Love me tender

Love me tender

Love me tender
Constance Debré
Flammarion

Ce roman autobiographique de Constance Debré est la suite de « Play Boy », paru aux éditions 10/18 et dont j’ai déjà fait un compte-rendu (ici : https://jeanlouislebreton.com/?p=2696). Constance poursuit sa quête de vérité et s’interroge sur l’amour, en particulier l’amour maternel. Elle a quitté son compagnon Laurent, abandonné son travail d’avocate, coupé ses cheveux et s’est fait tatouer. Quand elle n’a pas d’argent, elle vole pour manger. Elle squatte chez les uns et les autres, multiplie les relations sexuelles avec des filles d’un soir. Elle veut ne s’attacher à rien ni à personne, recherche le dénuement le plus complet, mène une quête personnelle pour la vérité. Elle ne boit pas, ne se drogue pas, va à la piscine le plus souvent possible. Elle entretient son corps. Cette forme d’ascétisme physique et sentimental est sa nouvelle raison d’être. Et, bien évidemment, cela pose problème dès lors qu’il s’agit de discuter de la garde de son fils Paul âgé d’une dizaine d’années. Aime-t-elle cet enfant et lui, l’aime-t-il ? Elle revendique le droit de se poser la question. Son ex fait tout pour soustraire le gamin à l’influence de Constance qu’il ira jusqu’à accuser d’inceste. Les juges et les psychologues entrent dans la partie. On la questionne, on la soupçonne, on se méfie d’elle. Elle finira par obtenir un droit de rencontre, sous conditions, dans le cadre d’une association. Glauque.

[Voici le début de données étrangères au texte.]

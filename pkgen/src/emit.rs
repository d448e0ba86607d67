//! Writing generated files to disk

use std::collections::BTreeSet;
use std::fs;
use std::io;
use std::path::{Path, PathBuf};

use promptkit::RegistryError;
use thiserror::Error;
use tracing::{debug, info};

use crate::codegen::{GENERATED_HEADER, GeneratedFile};

/// Errors that stop a generation run
#[derive(Debug, Error)]
pub enum GenerateError {
    #[error("Failed to fetch manifests: {0}")]
    Registry(#[from] RegistryError),

    #[error("Failed to write {}: {source}", .path.display())]
    Io {
        path: PathBuf,
        #[source]
        source: io::Error,
    },

    #[error("Refusing to overwrite {}: it was not generated by pkgen", .path.display())]
    NotGenerated { path: PathBuf },
}

fn io_error(path: &Path) -> impl FnOnce(io::Error) -> GenerateError + '_ {
    move |source| GenerateError::Io {
        path: path.to_path_buf(),
        source,
    }
}

/// What a write pass changed
#[derive(Debug, Clone, Default, PartialEq, Eq)]
pub struct EmitSummary {
    pub written: Vec<PathBuf>,
    pub unchanged: Vec<PathBuf>,
    pub removed: Vec<PathBuf>,
}

/// Whether a file on disk carries the generated header
pub fn is_generated(path: &Path) -> Result<bool, GenerateError> {
    match fs::read_to_string(path) {
        Ok(content) => Ok(content.starts_with(GENERATED_HEADER)),
        Err(e) if e.kind() == io::ErrorKind::InvalidData => Ok(false),
        Err(e) => Err(io_error(path)(e)),
    }
}

/// Write files under `output_dir`
///
/// Files whose content is already current are left untouched. Existing files
/// without the generated header are never overwritten. With `prune`, generated
/// `.rs` files no longer produced are removed.
pub fn write_files(output_dir: &Path, files: &[GeneratedFile], prune: bool) -> Result<EmitSummary, GenerateError> {
    debug!(output_dir = %output_dir.display(), count = files.len(), %prune, "write_files: called");
    fs::create_dir_all(output_dir).map_err(io_error(output_dir))?;

    let mut summary = EmitSummary::default();
    for file in files {
        let path = output_dir.join(&file.path);
        if path.exists() {
            if !is_generated(&path)? {
                return Err(GenerateError::NotGenerated { path });
            }
            let current = fs::read_to_string(&path).map_err(io_error(&path))?;
            if current == file.source {
                debug!(path = %path.display(), "write_files: unchanged");
                summary.unchanged.push(path);
                continue;
            }
        }
        fs::write(&path, &file.source).map_err(io_error(&path))?;
        info!(path = %path.display(), "Wrote generated file");
        summary.written.push(path);
    }

    if prune {
        let keep: BTreeSet<PathBuf> = files.iter().map(|f| output_dir.join(&f.path)).collect();
        summary.removed = remove_stale(output_dir, &keep)?;
    }
    Ok(summary)
}

fn remove_stale(output_dir: &Path, keep: &BTreeSet<PathBuf>) -> Result<Vec<PathBuf>, GenerateError> {
    let mut stale = Vec::new();
    for entry in fs::read_dir(output_dir).map_err(io_error(output_dir))? {
        let path = entry.map_err(io_error(output_dir))?.path();
        let is_rust = path.extension().is_some_and(|ext| ext == "rs");
        if !is_rust || !path.is_file() || keep.contains(&path) {
            continue;
        }
        if is_generated(&path)? {
            stale.push(path);
        }
    }
    stale.sort();
    for path in &stale {
        fs::remove_file(path).map_err(io_error(path))?;
        info!(path = %path.display(), "Removed stale generated file");
    }
    Ok(stale)
}

#[cfg(test)]
mod tests {
    use super::*;
    use tempfile::TempDir;

    fn file(path: &str, body: &str) -> GeneratedFile {
        GeneratedFile {
            path: PathBuf::from(path),
            source: format!("{}\n{}\n", GENERATED_HEADER, body),
        }
    }

    #[test]
    fn test_write_creates_directory() {
        let temp = TempDir::new().unwrap();
        let out = temp.path().join("src").join("prompts");

        let summary = write_files(&out, &[file("a.rs", "// a")], true).unwrap();
        assert_eq!(summary.written, vec![out.join("a.rs")]);
        assert!(fs::read_to_string(out.join("a.rs")).unwrap().ends_with("// a\n"));
    }

    #[test]
    fn test_unchanged_files_are_not_rewritten() {
        let temp = TempDir::new().unwrap();
        write_files(temp.path(), &[file("a.rs", "// a")], true).unwrap();

        let summary = write_files(temp.path(), &[file("a.rs", "// a")], true).unwrap();
        assert!(summary.written.is_empty());
        assert_eq!(summary.unchanged, vec![temp.path().join("a.rs")]);
    }

    #[test]
    fn test_stale_generated_files_are_pruned() {
        let temp = TempDir::new().unwrap();
        write_files(temp.path(), &[file("a.rs", "// a"), file("b.rs", "// b")], true).unwrap();
        fs::write(temp.path().join("handwritten.rs"), "fn main() {}\n").unwrap();

        let summary = write_files(temp.path(), &[file("a.rs", "// a")], true).unwrap();
        assert_eq!(summary.removed, vec![temp.path().join("b.rs")]);
        assert!(temp.path().join("handwritten.rs").exists());
    }

    #[test]
    fn test_no_prune_keeps_stale_files() {
        let temp = TempDir::new().unwrap();
        write_files(temp.path(), &[file("a.rs", "// a"), file("b.rs", "// b")], true).unwrap();

        let summary = write_files(temp.path(), &[file("a.rs", "// a")], false).unwrap();
        assert!(summary.removed.is_empty());
        assert!(temp.path().join("b.rs").exists());
    }

    #[test]
    fn test_refuses_to_overwrite_handwritten_file() {
        let temp = TempDir::new().unwrap();
        fs::write(temp.path().join("mod.rs"), "pub mod mine;\n").unwrap();

        let err = write_files(temp.path(), &[file("mod.rs", "pub mod a;")], true).unwrap_err();
        assert!(matches!(err, GenerateError::NotGenerated { .. }));
        assert_eq!(fs::read_to_string(temp.path().join("mod.rs")).unwrap(), "pub mod mine;\n");
    }
}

Comment en est-elle arrivée à ce dénuement des sentiments, à ce détachement des choses matérielles, à cette pratique presque mécanique du sexe pour la jouissance, mais sans amour ? Sans doute faut-il remonter à son enfance et à son environnement familial dont j’ai parlé dans ma critique de « Play Boy ». Tout de même, on sent bien que cette dureté réelle cache une sensibilité hors norme. Oui, on peut aimer Constance Debré, mais on ne peut rien pour elle, qu’être spectateur de sa vie. Certains penseront qu’elle exerce sur elle-même une forme de déchéance et qu’elle prend plaisir à s’autoflageller. J’imagine que tout est plus compliqué. Parce qu’au milieu de ce chaos apparent, il y a l’écriture : nette, brève, saccadée, sans fioritures, droit au but. Et l’on sent bien que ce rapport aux mots, sa façon de se raconter est une forme de dédoublement qui la soulage et lui permet de s’extraire de ce qu’elle s’impose pour mieux se regarder barboter dans le marigot. Elle sublime sa vie par des mots. Bref voilà un livre que d’aucuns détesteront parce qu’ils auront la sensation qu’elle leur impose un statut de voyeurs. Mais, honnêtement, ça se lit bien, rapidement, avec étonnement et ça laisse une boule à l’estomac et un nœud au cœur.